[Saved entries]
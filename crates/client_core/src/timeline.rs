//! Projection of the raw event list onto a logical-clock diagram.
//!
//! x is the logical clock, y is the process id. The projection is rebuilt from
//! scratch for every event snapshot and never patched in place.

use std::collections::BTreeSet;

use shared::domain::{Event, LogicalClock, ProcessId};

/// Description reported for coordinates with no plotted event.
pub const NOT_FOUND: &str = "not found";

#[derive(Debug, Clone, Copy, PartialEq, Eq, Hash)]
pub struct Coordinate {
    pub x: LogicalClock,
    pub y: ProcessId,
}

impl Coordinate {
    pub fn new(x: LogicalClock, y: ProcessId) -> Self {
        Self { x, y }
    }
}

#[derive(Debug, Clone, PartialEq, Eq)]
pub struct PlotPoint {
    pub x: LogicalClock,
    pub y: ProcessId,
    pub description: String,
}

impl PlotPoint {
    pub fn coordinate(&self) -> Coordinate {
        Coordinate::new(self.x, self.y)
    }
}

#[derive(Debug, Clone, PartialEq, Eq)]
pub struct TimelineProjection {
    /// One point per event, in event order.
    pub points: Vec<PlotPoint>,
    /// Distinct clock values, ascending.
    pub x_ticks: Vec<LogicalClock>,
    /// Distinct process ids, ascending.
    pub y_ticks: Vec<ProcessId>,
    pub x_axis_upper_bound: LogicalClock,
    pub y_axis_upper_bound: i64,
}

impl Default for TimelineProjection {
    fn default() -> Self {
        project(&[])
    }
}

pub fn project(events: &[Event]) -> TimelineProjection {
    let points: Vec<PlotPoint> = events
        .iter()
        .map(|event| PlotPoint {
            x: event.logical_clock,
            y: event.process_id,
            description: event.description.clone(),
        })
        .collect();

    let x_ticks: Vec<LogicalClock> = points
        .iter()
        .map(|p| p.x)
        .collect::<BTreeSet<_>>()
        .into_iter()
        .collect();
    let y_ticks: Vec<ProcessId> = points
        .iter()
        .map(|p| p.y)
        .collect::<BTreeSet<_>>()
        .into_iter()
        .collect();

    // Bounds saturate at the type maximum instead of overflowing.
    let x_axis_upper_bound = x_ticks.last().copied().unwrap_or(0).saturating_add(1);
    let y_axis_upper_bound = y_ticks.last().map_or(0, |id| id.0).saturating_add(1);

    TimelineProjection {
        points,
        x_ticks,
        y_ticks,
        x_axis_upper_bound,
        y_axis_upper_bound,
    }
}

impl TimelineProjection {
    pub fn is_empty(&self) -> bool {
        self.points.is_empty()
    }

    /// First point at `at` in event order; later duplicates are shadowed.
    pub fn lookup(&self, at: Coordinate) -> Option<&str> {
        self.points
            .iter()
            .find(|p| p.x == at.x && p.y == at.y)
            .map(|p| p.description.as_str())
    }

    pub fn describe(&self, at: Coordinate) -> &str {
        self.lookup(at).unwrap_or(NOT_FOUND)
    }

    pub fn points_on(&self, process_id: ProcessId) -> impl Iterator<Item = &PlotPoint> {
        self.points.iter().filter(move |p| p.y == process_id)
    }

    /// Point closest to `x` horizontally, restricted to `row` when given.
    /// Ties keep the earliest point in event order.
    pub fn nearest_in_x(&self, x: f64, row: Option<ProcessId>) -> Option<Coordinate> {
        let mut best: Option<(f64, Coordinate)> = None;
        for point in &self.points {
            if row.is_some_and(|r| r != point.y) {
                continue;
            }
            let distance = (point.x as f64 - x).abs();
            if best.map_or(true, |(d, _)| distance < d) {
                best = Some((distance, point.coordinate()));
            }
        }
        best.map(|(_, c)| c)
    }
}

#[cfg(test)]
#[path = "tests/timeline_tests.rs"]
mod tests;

** WORK TASK **
Tally the lines in the records above that contain the word "lookup". Write the number and nothing else.

** WRITTEN ANSWER **
2